We’ve tailored DOWSIL™ VE Series silicone optical bonding materials to meet your needs for cost, packaging, and a wide range of attributes – many of which are specific to optically clear resin (OCR) applications.

• High optical transparency

• High thermal stability

• Stable to UV degradation

Our DOWSIL™ VE Series bonding materials – which offer the inherent benefits of silicone – are available with a broad range of viscosities and mechanical properties. These materials provide:

• Good yellowing resistance under use conditions

• Good elongation

• Aging reliability

• Low modulus (to eliminate the mura effect)

• Choices for adhesion, hardness, viscosity, and refractive index

• A range of cure times and cure technologies

Potential uses and applications • Automotive displays

• Consumer displays requiring reliability in harsh conditions, such as micro/mini LED displays

DOWSIL™ VE Series silicone optical bonding for displays

Applications for optical bonding

Cover window (glass or plastic)

Touch sensor Display cell/panel

DOWSIL™ VE Series optical bonding material

Benefits of optical bonding • Improved viewing experience and readability

• Increased display ruggedness

• Extended display product life

Unlike most displays, those used in automotive interiors endure harsh environmental conditions, including extreme temperatures, high humidity, and prolonged UV exposure. They consequently demand more robust adhesive materials that still support simple, cost-effective processing.

The DOWSIL™ VE Series offers UV cure, UV/thermal dual- cure and thermal-cure systems. These solutions are silicone-based optically clear resins that reliably bond a variety of cover window materials – including glass, PMMA, and PC – to automotive LCD display modules. Their excellent optical properties help displays deliver superb performance properties, such as high transmittance, low haze, minimal yellowing, and superior reliability under common automotive environment test conditions.

These silicone OCR solutions adapt easily to incumbent optical bonding processes and deliver superior photothermal stability, mechanical properties, and optical performance for optimized processing and performance of your next automotive display design.
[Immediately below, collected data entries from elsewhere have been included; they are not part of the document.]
//! Appointment normalizer.
//!
//! Handles:
//! - Field name aliases (`Description`, `Status`, `doctorNotes`, ...)
//! - Two-format date resolution with a start-of-today fallback
//! - Splitting `prescriptionId` into reference vs. URL

use std::collections::HashMap;

use chrono::{DateTime, FixedOffset};

use crate::models::{Appointment, DateSource, RawDocument, RawValue};

use super::dates::{resolve_date, start_of_today};
use super::{NormalizedBatch, RejectReason, Rejection};

pub const FIELD_APPOINTMENT_CODE: &str = "appointmentCode";
pub const FIELD_PATIENT_ID: &str = "patientId";
pub const FIELD_DOCTOR_ID: &str = "doctorId";
pub const FIELD_DESCRIPTION: &str = "description";
pub const FIELD_STATUS: &str = "status";
pub const FIELD_BILLING_STATUS: &str = "billingStatus";
pub const FIELD_AMOUNT: &str = "amount";
pub const FIELD_DATE: &str = "date";
pub const FIELD_DOCTORS_NOTES: &str = "doctorsNotes";
pub const FIELD_PRESCRIPTION_ID: &str = "prescriptionId";
pub const FIELD_FOLLOW_UP_REQUIRED: &str = "followUpRequired";
pub const FIELD_FOLLOW_UP_DATE: &str = "followUpDate";

/// Normalizer for raw appointment documents.
pub struct AppointmentNormalizer {
    /// Canonical field → names to try, in order
    aliases: HashMap<&'static str, Vec<String>>,
}

impl Default for AppointmentNormalizer {
    fn default() -> Self {
        Self::new()
    }
}

impl AppointmentNormalizer {
    /// Create a normalizer with the default field aliases.
    pub fn new() -> Self {
        Self {
            aliases: Self::default_aliases(),
        }
    }

    /// Add an alternate name for a canonical field.
    pub fn add_alias(&mut self, canonical: &'static str, alias: &str) {
        let names = self
            .aliases
            .entry(canonical)
            .or_insert_with(|| vec![canonical.to_string()]);
        if !names.iter().any(|n| n == alias) {
            names.push(alias.to_string());
        }
    }

    /// Normalize one document, or say why it was rejected.
    ///
    /// `now` supplies both the fallback date and the reporting calendar.
    pub fn normalize(
        &self,
        doc: &RawDocument,
        now: DateTime<FixedOffset>,
    ) -> Result<Appointment, RejectReason> {
        let appointment_code = self.required_str(doc, FIELD_APPOINTMENT_CODE)?;
        let patient_id = self.required_str(doc, FIELD_PATIENT_ID)?;
        let description = self.required_str(doc, FIELD_DESCRIPTION)?;
        let doctor_id = self.required_str(doc, FIELD_DOCTOR_ID)?;
        let status = self.required_str(doc, FIELD_STATUS)?;
        let billing_status = self.required_str(doc, FIELD_BILLING_STATUS)?;

        let offset = *now.offset();

        let (date, date_source) = resolve_date(self.lookup(doc, FIELD_DATE), offset)
            .unwrap_or_else(|| {
                tracing::debug!(
                    document_id = %doc.id,
                    "Unresolvable date, defaulting to start of today"
                );
                (start_of_today(now), DateSource::Defaulted)
            });

        let follow_up_required = self
            .lookup(doc, FIELD_FOLLOW_UP_REQUIRED)
            .and_then(RawValue::as_bool);
        let follow_up_date = resolve_date(self.lookup(doc, FIELD_FOLLOW_UP_DATE), offset)
            .map(|(d, _)| d)
            .or_else(|| (follow_up_required == Some(true)).then(|| start_of_today(now)));

        let (prescription_reference, prescription_url) =
            match self.optional_str(doc, FIELD_PRESCRIPTION_ID) {
                Some(value) if is_url(&value) => (None, Some(value)),
                Some(value) => (Some(value), None),
                None => (None, None),
            };

        Ok(Appointment {
            id: doc.id.clone(),
            appointment_code,
            patient_id,
            doctor_id,
            description,
            status,
            billing_status,
            amount: self.lookup(doc, FIELD_AMOUNT).and_then(RawValue::as_f64),
            date,
            date_source,
            doctors_notes: self.optional_str(doc, FIELD_DOCTORS_NOTES),
            prescription_reference,
            prescription_url,
            follow_up_required,
            follow_up_date,
        })
    }

    /// Normalize a snapshot, dropping rejected documents.
    ///
    /// A later document with an id already seen replaces the earlier one.
    pub fn normalize_batch(
        &self,
        docs: &[RawDocument],
        now: DateTime<FixedOffset>,
    ) -> NormalizedBatch {
        let mut batch = NormalizedBatch::default();
        let mut positions: HashMap<String, usize> = HashMap::new();

        for doc in docs {
            match self.normalize(doc, now) {
                Ok(appointment) => match positions.get(&appointment.id) {
                    Some(&pos) => batch.appointments[pos] = appointment,
                    None => {
                        positions.insert(appointment.id.clone(), batch.appointments.len());
                        batch.appointments.push(appointment);
                    }
                },
                Err(reason) => {
                    tracing::warn!(document_id = %doc.id, %reason, "Rejected appointment document");
                    batch.rejected.push(Rejection {
                        document_id: doc.id.clone(),
                        reason,
                    });
                }
            }
        }

        tracing::info!(
            accepted = batch.appointments.len(),
            rejected = batch.rejected.len(),
            "Normalized appointment snapshot"
        );
        batch
    }

    fn lookup<'d>(&self, doc: &'d RawDocument, canonical: &'static str) -> Option<&'d RawValue> {
        match self.aliases.get(canonical) {
            Some(names) => {
                let names: Vec<&str> = names.iter().map(String::as_str).collect();
                doc.get_any(&names)
            }
            None => doc.get_any(&[canonical]),
        }
    }

    fn required_str(&self, doc: &RawDocument, field: &'static str) -> Result<String, RejectReason> {
        match self.lookup(doc, field) {
            None => Err(RejectReason::MissingField(field)),
            Some(RawValue::String(s)) => Ok(s.clone()),
            Some(_) => Err(RejectReason::WrongType {
                field,
                expected: "string",
            }),
        }
    }

    fn optional_str(&self, doc: &RawDocument, field: &'static str) -> Option<String> {
        self.lookup(doc, field)
            .and_then(RawValue::as_str)
            .map(str::to_string)
    }

    /// Default field alias mappings.
    fn default_aliases() -> HashMap<&'static str, Vec<String>> {
        let mut map = HashMap::new();

        map.insert(
            FIELD_DESCRIPTION,
            vec!["description".into(), "Description".into()],
        );
        map.insert(FIELD_STATUS, vec!["status".into(), "Status".into()]);
        map.insert(
            FIELD_DOCTORS_NOTES,
            vec!["doctorsNotes".into(), "doctorNotes".into()],
        );

        map
    }
}

fn is_url(value: &str) -> bool {
    let lower = value.trim_start().to_lowercase();
    lower.starts_with("https://") || lower.starts_with("http://")
}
Why silicone optical bonding materials from Dow?The inherent versatility of silicone chemistry can help expand your design freedom, increase your processing options, and enhance the performance and reliability of your device. As a class of materials, silicones generally offer demonstrable benefits over organic-based solutions.

Dow builds on silicone’s inherent potential by combining it with industry-leading materials knowledge, application expertise, customer collaboration, and a global footprint.

We’ve designed this guide to help you quickly narrow your search for a bonding solution that will meet your specific application demands.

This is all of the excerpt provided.